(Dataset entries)
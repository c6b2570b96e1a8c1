//! Rendering tests: render rules, single teeth and whole charts as SVG.

use odontolib::renderer::rules::plan_tooth;
use odontolib::{
    chart_from_svg, chart_to_json, odontolib_free_string, odontolib_render_chart,
    odontolib_render_chart_with_options, odontolib_render_tooth, parse_chart,
    render_chart_to_svg, render_tooth_json_to_svg, render_tooth_to_svg, Connection, RenderOptions,
    Silhouette, Taxonomy, ToothRecord, Zone,
};
use pretty_assertions::assert_eq;
use std::ffi::{CStr, CString};
use std::path::PathBuf;

fn fixture(name: &str) -> String {
    let path = PathBuf::from(env!("CARGO_MANIFEST_DIR")).join("tests/fixtures").join(name);
    std::fs::read_to_string(&path).expect("Failed to read fixture")
}

fn output_dir() -> PathBuf {
    let dir = PathBuf::from(env!("CARGO_MANIFEST_DIR")).join("test_output");
    std::fs::create_dir_all(&dir).ok();
    dir
}

fn record(json: &str) -> ToothRecord {
    serde_json::from_str(json).expect("Failed to parse record")
}

/// Classes of the elements drawn inside the tooth group, in paint order.
fn tooth_classes(svg: &str, tooth: Option<&str>) -> Vec<String> {
    let doc = roxmltree::Document::parse(svg).expect("SVG should be well-formed");
    let group = doc
        .descendants()
        .find(|n| n.attribute("class") == Some("tooth") && n.attribute("data-tooth") == tooth)
        .expect("tooth group should exist");
    group
        .children()
        .filter(|n| n.is_element())
        .filter_map(|n| n.attribute("class"))
        .map(str::to_string)
        .collect()
}

fn count(classes: &[String], class: &str) -> usize {
    classes.iter().filter(|c| c.split(' ').any(|part| part == class)).count()
}

fn single(record: &ToothRecord, silhouette: Silhouette, connection: Connection) -> Vec<String> {
    let svg = render_tooth_to_svg(record, silhouette, None, connection, &Taxonomy::standard());
    tooth_classes(&svg, None)
}

#[test]
fn five_zones_for_both_silhouettes() {
    for silhouette in [Silhouette::Rectangular, Silhouette::Circular] {
        let classes = single(&ToothRecord::new(), silhouette, Connection::default());
        assert_eq!(
            classes,
            vec![
                "zone zone-top",
                "zone zone-bottom",
                "zone zone-left",
                "zone zone-right",
                "zone zone-center"
            ]
        );
    }
}

#[test]
fn one_root_canal_marker_for_many_zones() {
    let rec = record(r#"{"zones":{"top":"endodoncia","left":"endodoncia_real","center":"endodoncia"}}"#);
    for silhouette in [Silhouette::Rectangular, Silhouette::Circular] {
        let classes = single(&rec, silhouette, Connection::default());
        assert_eq!(count(&classes, "endo"), 1);
    }
}

#[test]
fn crown_ring_for_each_placement() {
    let cases = [
        (r#"{"status":"corona"}"#, 1),
        (r#"{"corona":"corona_nec"}"#, 1),
        (r#"{"zones":{"right":"corona"}}"#, 1),
        (r#"{"zones":{"top":"corona_nec","bottom":"corona"},"status":"corona","corona":"corona"}"#, 1),
        (r#"{"zones":{"top":"caries"},"status":"fija"}"#, 0),
    ];
    for (json, rings) in cases {
        for silhouette in [Silhouette::Rectangular, Silhouette::Circular] {
            let classes = single(&record(json), silhouette, Connection::default());
            assert_eq!(count(&classes, "corona"), rings, "{json} on {silhouette:?}");
        }
    }
}

#[test]
fn crown_in_zone_is_not_a_fill() {
    let plan = plan_tooth(
        &record(r#"{"zones":{"right":"corona"}}"#),
        Silhouette::Rectangular,
        Connection::default(),
        &Taxonomy::standard(),
    );
    assert_eq!(plan.zone(Zone::Right).and_then(|z| z.fill.clone()), None);
    assert!(plan.corona.is_some());
}

#[test]
fn strike_and_implant_overlays() {
    let struck = single(&record(r#"{"status":"perdida_caries"}"#), Silhouette::Rectangular, Connection::default());
    assert_eq!(count(&struck, "strike"), 2);

    let implant = single(&record(r#"{"status":"implante"}"#), Silhouette::Circular, Connection::default());
    assert_eq!(count(&implant, "implant"), 1);
    assert_eq!(count(&implant, "strike"), 0);
}

#[test]
fn prosthesis_run_of_three() {
    let rec = record(r#"{"status":"fija"}"#);
    let flags = [
        Connection { left: false, right: true },
        Connection { left: true, right: true },
        Connection { left: true, right: false },
    ];
    let sides: Vec<(usize, usize)> = flags
        .into_iter()
        .map(|connection| {
            let classes = single(&rec, Silhouette::Rectangular, connection);
            assert_eq!(count(&classes, "prosthesis-top"), 1);
            assert_eq!(count(&classes, "prosthesis-bottom"), 1);
            (count(&classes, "prosthesis-left"), count(&classes, "prosthesis-right"))
        })
        .collect();
    assert_eq!(sides, vec![(1, 0), (0, 0), (0, 1)]);
}

#[test]
fn removable_border_is_dashed() {
    let svg = render_tooth_to_svg(
        &record(r#"{"status":"removible"}"#),
        Silhouette::Circular,
        None,
        Connection::default(),
        &Taxonomy::standard(),
    );
    let doc = roxmltree::Document::parse(&svg).unwrap();
    let borders: Vec<_> = doc
        .descendants()
        .filter(|n| n.attribute("class").is_some_and(|c| c.starts_with("prosthesis")))
        .collect();
    assert_eq!(borders.len(), 4);
    assert!(borders.iter().all(|n| n.attribute("stroke-dasharray").is_some()));
}

#[test]
fn unknown_ids_render_plain() {
    let plain = single(&ToothRecord::new(), Silhouette::Rectangular, Connection::default());
    let foreign = single(
        &record(r#"{"zones":{"top":"fluorosis"},"status":"supernumerario"}"#),
        Silhouette::Rectangular,
        Connection::default(),
    );
    assert_eq!(plain, foreign);
}

#[test]
fn chart_joins_prosthesis_across_midline() {
    let chart = parse_chart(&fixture("sample_chart.json")).unwrap();
    let svg = render_chart_to_svg(&chart, &Taxonomy::standard(), &RenderOptions::default())
        .expect("Failed to render sample chart");

    let t12 = tooth_classes(&svg, Some("12"));
    let t11 = tooth_classes(&svg, Some("11"));
    let t21 = tooth_classes(&svg, Some("21"));
    assert_eq!((count(&t12, "prosthesis-left"), count(&t12, "prosthesis-right")), (1, 0));
    assert_eq!((count(&t11, "prosthesis-left"), count(&t11, "prosthesis-right")), (0, 0));
    assert_eq!((count(&t21, "prosthesis-left"), count(&t21, "prosthesis-right")), (0, 1));

    // primary lower row runs 85, 84, 83 ...
    let t84 = tooth_classes(&svg, Some("84"));
    let t83 = tooth_classes(&svg, Some("83"));
    assert_eq!((count(&t84, "prosthesis-left"), count(&t84, "prosthesis-right")), (1, 0));
    assert_eq!((count(&t83, "prosthesis-left"), count(&t83, "prosthesis-right")), (0, 1));

    let out = output_dir().join("sample_chart.svg");
    std::fs::write(&out, &svg).expect("Failed to write SVG");
    println!("✓ Rendered sample_chart.svg ({} bytes)", svg.len());
    println!("  Output: {}", out.display());
}

#[test]
fn chart_prints_numbers_and_measurements() {
    let chart = parse_chart(&fixture("sample_chart.json")).unwrap();
    let svg = render_chart_to_svg(&chart, &Taxonomy::standard(), &RenderOptions::default()).unwrap();
    let doc = roxmltree::Document::parse(&svg).unwrap();

    let numbers = doc
        .descendants()
        .filter(|n| n.attribute("class") == Some("tooth-number"))
        .count();
    assert_eq!(numbers, 52);

    let captions: Vec<&str> = doc
        .descendants()
        .filter(|n| n.attribute("class").is_some_and(|c| c.starts_with("caption")))
        .filter_map(|n| n.text())
        .collect();
    assert_eq!(captions, vec!["R: 2", "M: 1"]);

    let quiet = RenderOptions {
        show_numbers: false,
        show_measurements: false,
        ..RenderOptions::default()
    };
    let svg = render_chart_to_svg(&chart, &Taxonomy::standard(), &quiet).unwrap();
    assert!(!svg.contains("tooth-number"));
    assert!(!svg.contains("caption"));
}

#[test]
fn exported_svg_reloads_byte_identical() {
    let json = fixture("sample_chart.json");
    let chart = parse_chart(&json).unwrap();
    let svg = render_chart_to_svg(&chart, &Taxonomy::standard(), &RenderOptions::default()).unwrap();

    let reloaded = chart_from_svg(&svg).expect("Failed to reload chart from SVG");
    assert_eq!(reloaded, chart);
    assert_eq!(chart_to_json(&reloaded).unwrap(), json.trim_end());
}

#[test]
fn control_characters_in_measurements_reload() {
    let chart = parse_chart(r#"{"16":{"recesion":"2\u0001","movilidad":"I\u0000"}}"#).unwrap();
    let svg = render_chart_to_svg(&chart, &Taxonomy::standard(), &RenderOptions::default()).unwrap();

    let doc = roxmltree::Document::parse(&svg).expect("SVG should be well-formed");
    let captions: Vec<&str> = doc
        .descendants()
        .filter(|n| n.attribute("class").is_some_and(|c| c.starts_with("caption")))
        .filter_map(|n| n.text())
        .collect();
    assert_eq!(captions, vec!["R: 2", "M: I"]);

    let reloaded = chart_from_svg(&svg).expect("Failed to reload chart from SVG");
    assert_eq!(reloaded.get("16").recesion.as_deref(), Some("2\u{1}"));
    assert_eq!(chart_to_json(&reloaded).unwrap(), chart_to_json(&chart).unwrap());
}

#[test]
fn export_without_embedded_chart() {
    let options = RenderOptions {
        embed_chart: false,
        ..RenderOptions::default()
    };
    let svg = render_chart_to_svg(&parse_chart("{}").unwrap(), &Taxonomy::standard(), &options).unwrap();
    assert!(chart_from_svg(&svg).is_err());
}

#[test]
fn tooth_size_scales_canvas() {
    let small = render_tooth_json_to_svg("{}", "16", Some(20.0)).unwrap();
    let large = render_tooth_json_to_svg("{}", "16", Some(80.0)).unwrap();
    let width = |svg: &str| {
        let doc = roxmltree::Document::parse(svg).unwrap();
        doc.root_element().attribute("width").unwrap().parse::<f64>().unwrap()
    };
    assert!(width(&large) > 3.0 * width(&small));
    assert!(render_tooth_json_to_svg("{}", "19", None).is_err());
}

#[test]
fn ffi_round_trip() {
    let json = CString::new(fixture("sample_chart.json")).unwrap();
    let record = CString::new(r#"{"status":"implante"}"#).unwrap();
    let tooth = CString::new("46").unwrap();
    let bad = CString::new("not json").unwrap();

    unsafe {
        let svg = odontolib_render_chart(json.as_ptr(), 0.0);
        assert!(!svg.is_null());
        assert!(CStr::from_ptr(svg).to_str().unwrap().starts_with("<svg"));
        odontolib_free_string(svg);

        let svg = odontolib_render_tooth(record.as_ptr(), tooth.as_ptr(), 32.0);
        assert!(!svg.is_null());
        assert!(CStr::from_ptr(svg).to_str().unwrap().contains(r#"class="implant""#));
        odontolib_free_string(svg);

        let options = CString::new(r#"{"show_numbers": false}"#).unwrap();
        let svg = odontolib_render_chart_with_options(json.as_ptr(), options.as_ptr());
        assert!(!svg.is_null());
        assert!(!CStr::from_ptr(svg).to_str().unwrap().contains("tooth-number"));
        odontolib_free_string(svg);
        assert!(odontolib_render_chart_with_options(json.as_ptr(), bad.as_ptr()).is_null());

        assert!(odontolib_render_chart(bad.as_ptr(), 0.0).is_null());

        let nul = CString::new(r#"{"16":{"recesion":"2\u0000"}}"#).unwrap();
        let svg = odontolib_render_chart(nul.as_ptr(), 0.0);
        assert!(!svg.is_null());
        let text = CStr::from_ptr(svg).to_str().unwrap().to_string();
        odontolib_free_string(svg);
        let reloaded = chart_from_svg(&text).expect("Failed to reload chart from SVG");
        assert_eq!(reloaded.get("16").recesion.as_deref(), Some("2\u{0}"));
        assert!(odontolib_render_chart(std::ptr::null(), 0.0).is_null());
        odontolib_free_string(std::ptr::null_mut());
    }
}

*Exercise prompt*
Taking the records from the top, repeat each line exactly until you have repeated the line that contains "use pretty_assertions::assert_eq;".

*Written answer*
repository c6b2570b96e1a8c1
//! Rendering tests: render rules, single teeth and whole charts as SVG.

use odontolib::renderer::rules::plan_tooth;
use odontolib::{
    chart_from_svg, chart_to_json, odontolib_free_string, odontolib_render_chart,
    odontolib_render_chart_with_options, odontolib_render_tooth, parse_chart,
    render_chart_to_svg, render_tooth_json_to_svg, render_tooth_to_svg, Connection, RenderOptions,
    Silhouette, Taxonomy, ToothRecord, Zone,
};
use pretty_assertions::assert_eq;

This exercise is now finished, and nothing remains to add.